1-3) Epiè, la néocore.

La Souda définissait le néocore comme celui qui s’occupait du temple mais la glose d’Hésychius le montrant comme étant celui qui mettait en ordre et balayait le temple1589  a longtemps influencé l’idée que l’on se faisait de cette fonction : le néocore était perçu comme un serviteur subalterne d’ordre inférieur, sorte de domestique de l’enceinte sacrée. En fait, comme à chaque fois en Grèce ancienne, la situation n’était pas aussi tranchée. La néocorie était une charge complexe dont le profil variait selon les régions et les époques. Le plus souvent, le néocore était une sorte d’intendant, dont le rôle allait de l’entretien du temple, des objets cultuels aux tâches sacrificielles, veillant sur les propriétés – foncières, matérielles, financières – de la divinité. La charge était souvent en rapport avec les biens de la divinité. Le service durait généralement un an1590.

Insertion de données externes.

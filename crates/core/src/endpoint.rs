// Benchmark endpoint identifiers
//
// The endpoint set is fixed: every endpoint has a distinct resource profile
// (CPU, pooled I/O, none, process termination).

use serde::{Deserialize, Serialize};
use std::fmt;
use std::str::FromStr;
use thiserror::Error;

/// One of the benchmark service endpoints.
#[derive(Debug, Clone, Copy, PartialEq, Eq, Hash, Serialize, Deserialize)]
#[serde(rename_all = "snake_case")]
pub enum Endpoint {
    /// CPU-bound: naive recursive Fibonacci.
    Compute,
    /// I/O-bound: bounded read through the connection pool.
    Io,
    /// Liveness and uptime.
    Status,
    /// Terminates the serving process without cleanup.
    Crash,
}

impl Endpoint {
    pub const ALL: [Endpoint; 4] = [
        Endpoint::Compute,
        Endpoint::Io,
        Endpoint::Status,
        Endpoint::Crash,
    ];

    /// Endpoints exercised by a default load run. Crash is opt-in only.
    pub const LOAD_DEFAULT: [Endpoint; 3] = [Endpoint::Compute, Endpoint::Io, Endpoint::Status];

    pub fn as_str(&self) -> &'static str {
        match self {
            Endpoint::Compute => "compute",
            Endpoint::Io => "io",
            Endpoint::Status => "status",
            Endpoint::Crash => "crash",
        }
    }

    /// Route path relative to the API prefix.
    pub fn path(&self) -> &'static str {
        match self {
            Endpoint::Compute => "/compute",
            Endpoint::Io => "/io",
            Endpoint::Status => "/status",
            Endpoint::Crash => "/crash",
        }
    }
}

impl fmt::Display for Endpoint {
    fn fmt(&self, f: &mut fmt::Formatter<'_>) -> fmt::Result {
        f.write_str(self.as_str())
    }
}

#[derive(Debug, Clone, PartialEq, Eq, Error)]
#[error("unknown endpoint '{0}' (expected one of: compute, io, status, crash)")]
pub struct ParseEndpointError(pub String);

impl FromStr for Endpoint {
    type Err = ParseEndpointError;

    fn from_str(s: &str) -> Result<Self, Self::Err> {
        let name = s.trim().trim_start_matches('/');
        Endpoint::ALL
            .into_iter()
            .find(|e| e.as_str().eq_ignore_ascii_case(name))
            .ok_or_else(|| ParseEndpointError(s.to_string()))
    }
}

A Thasos, la charge de néocore fut assumée à plusieurs reprises et pour diverses divinités par Epiè, fille de Dionysios1591, membre de l’élite locale, et d’une famille implantée depuis plusieurs générations dans la cité ainsi que le rapporte le deuxième décret qui lui est consacré en mentionnant sa qualité d’eugéneia et ses ancêtres honorables (l. 21 et 29)1592. En tout, ce furent quatre décrets qui furent gravés sur une stèle de marbre et promulgués par le conseil et le peuple, dans la première moitié du Ier av. J.C., pour honorer Epiè pour les multiples offrandes qu’elle fit aux dieux thasiens et les diverses charges qu’elle occupa. Epiè n’appartenait pas seulement à une famille de notables mais elle était aussi extrêmement riche et sa générosité est louée à plusieurs reprises : offrandes à Artémis (décret n° 1, l.7) et Aphrodite (décret n°1, l.8), restauration des temples (décret n° 1, l.6) et financement à ses frais de la construction du Propylée du sanctuaire de l’Artémision (décret n° 1, l. 10-12). De plus, elle a consacré à Artémis une couronne de trois statères d’or, à Aphrodite un relief d’un statère d’or et deux vêtements en soie (trichapta) aux deux déesses (Déméter et Korè) (Décret n°3, l. 37-39). Elle a assumé « toutes les néocories » selon le troisième décret (l. 4), celle d’Athéna, et vraisemblablement d’Artémis et d’Aphrodite comme en témoigne les dons qu’elle a faits aux déesses1593. Le décret n°4, nous apprend que la néocorie d’Athéna était extrêmement coûteuse, que la charge n’était pas à vie mais probablement annuelle, et qu’Epiè l’a déjà assumée trois fois. Il nous apprend que les autres Thasiennes, par manque de moyens, refusèrent d’assumer le service. Epiè, à chaque fois que la charge était vacante, s’était offerte comme candidate pour assumer le service. De fait, la cité finit par nommer Epiè néocore à vie de la déesse, mais la charge restait annuelle. En d’autres termes, si une autre femme se présentait pour souhaiter accomplir le service, Epiè serait libre de toutes occupations cultuelles se rapportant au culte d’Athéna ; mais si nulle candidate ne se proposait, elle assumerait la charge.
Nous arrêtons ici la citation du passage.